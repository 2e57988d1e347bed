//! OpenAI-compatible chat-completions client (OpenRouter by default).

use std::time::Duration;

use async_trait::async_trait;
use planindex_shared::{AppConfig, OracleConfig, OracleError, PlanIndexError, resolve_api_key};
use reqwest::{Client, StatusCode};
use serde::Deserialize;
use serde_json::{Value, json};
use tracing::{debug, instrument};
use url::Url;

use crate::{AnalysisOracle, OracleRequest};

/// User-Agent string for oracle requests.
const USER_AGENT: &str = concat!("PlanIndex/", env!("CARGO_PKG_VERSION"));

/// Longest error body echoed into an error message.
const MAX_ERROR_BODY: usize = 500;

/// HTTP oracle speaking the `/chat/completions` protocol.
pub struct OpenRouterOracle {
    client: Client,
    endpoint: Url,
    api_key: String,
    model: String,
}

#[derive(Debug, Deserialize)]
struct ChatResponse {
    #[serde(default)]
    choices: Vec<Choice>,
}

#[derive(Debug, Deserialize)]
struct Choice {
    message: ChoiceMessage,
}

#[derive(Debug, Deserialize)]
struct ChoiceMessage {
    #[serde(default)]
    content: Option<String>,
}

impl OpenRouterOracle {
    /// Build a client from the `[oracle]` section and an API key.
    pub fn new(config: &OracleConfig, api_key: impl Into<String>) -> Result<Self, PlanIndexError> {
        let mut base = config.base_url.clone();
        if !base.ends_with('/') {
            base.push('/');
        }
        let endpoint = Url::parse(&base)
            .and_then(|u| u.join("chat/completions"))
            .map_err(|e| {
                PlanIndexError::config(format!("invalid oracle base_url {}: {e}", config.base_url))
            })?;

        let client = Client::builder()
            .user_agent(USER_AGENT)
            .timeout(Duration::from_secs(config.timeout_secs))
            .build()
            .map_err(|e| PlanIndexError::config(format!("failed to build HTTP client: {e}")))?;

        Ok(Self {
            client,
            endpoint,
            api_key: api_key.into(),
            model: config.model.clone(),
        })
    }

    /// Build a client from the full app config, reading the key from the environment.
    pub fn from_config(config: &AppConfig) -> Result<Self, PlanIndexError> {
        let api_key = resolve_api_key(config)?;
        Self::new(&config.oracle, api_key)
    }

    pub fn endpoint(&self) -> &Url {
        &self.endpoint
    }

    fn request_body(&self, request: &OracleRequest) -> Value {
        let content = match &request.image {
            Some(image) => json!([
                { "type": "text", "text": request.prompt },
                {
                    "type": "image_url",
                    "image_url": { "url": format!("data:{};base64,{}", image.mime_type, image.data) }
                }
            ]),
            None => Value::String(request.prompt.clone()),
        };

        json!({
            "model": self.model,
            "messages": [{ "role": "user", "content": content }],
            "max_tokens": request.max_output_tokens,
            "temperature": request.temperature,
        })
    }
}

#[async_trait]
impl AnalysisOracle for OpenRouterOracle {
    fn name(&self) -> &str {
        &self.model
    }

    #[instrument(skip_all, fields(model = %self.model, max_tokens = request.max_output_tokens))]
    async fn generate(&self, request: &OracleRequest) -> Result<String, OracleError> {
        let response = self
            .client
            .post(self.endpoint.clone())
            .bearer_auth(&self.api_key)
            .json(&self.request_body(request))
            .send()
            .await
            .map_err(classify_transport)?;

        let status = response.status();
        if !status.is_success() {
            let body = response.text().await.unwrap_or_default();
            return Err(classify_status(status, &body));
        }

        let parsed: ChatResponse = response
            .json()
            .await
            .map_err(|e| OracleError::malformed(format!("invalid completion envelope: {e}"), false))?;

        let text = parsed
            .choices
            .into_iter()
            .next()
            .and_then(|c| c.message.content)
            .filter(|t| !t.trim().is_empty())
            .ok_or_else(|| OracleError::malformed("empty completion", false))?;

        debug!(chars = text.len(), "oracle response received");
        Ok(text)
    }
}

/// Map a non-success HTTP status onto the oracle error taxonomy.
fn classify_status(status: StatusCode, body: &str) -> OracleError {
    let message = format!("HTTP {status}: {}", truncate(body, MAX_ERROR_BODY));
    match status {
        StatusCode::TOO_MANY_REQUESTS => OracleError::RateLimited(message),
        StatusCode::REQUEST_TIMEOUT | StatusCode::GATEWAY_TIMEOUT => OracleError::Timeout(message),
        StatusCode::INTERNAL_SERVER_ERROR
        | StatusCode::BAD_GATEWAY
        | StatusCode::SERVICE_UNAVAILABLE => OracleError::Unavailable(message),
        StatusCode::BAD_REQUEST => OracleError::InvalidInput(message),
        other => OracleError::Rejected {
            status: other.as_u16(),
            message,
        },
    }
}

fn classify_transport(e: reqwest::Error) -> OracleError {
    if e.is_timeout() {
        OracleError::Timeout(e.to_string())
    } else if e.is_connect() || e.is_request() {
        OracleError::Unavailable(e.to_string())
    } else {
        OracleError::Rejected {
            status: 0,
            message: e.to_string(),
        }
    }
}

fn truncate(s: &str, max: usize) -> &str {
    match s.char_indices().nth(max) {
        Some((idx, _)) => &s[..idx],
        None => s,
    }
}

-*-

EXERCISE DESCRIPTION:
Scan the listing above and identify each line holding the string "PlanIndexError"; copy every such line.

RESULT OF THIS TASK:
use planindex_shared::{AppConfig, OracleConfig, OracleError, PlanIndexError, resolve_api_key};
    pub fn new(config: &OracleConfig, api_key: impl Into<String>) -> Result<Self, PlanIndexError> {
                PlanIndexError::config(format!("invalid oracle base_url {}: {e}", config.base_url))
            .map_err(|e| PlanIndexError::config(format!("failed to build HTTP client: {e}")))?;
    pub fn from_config(config: &AppConfig) -> Result<Self, PlanIndexError> {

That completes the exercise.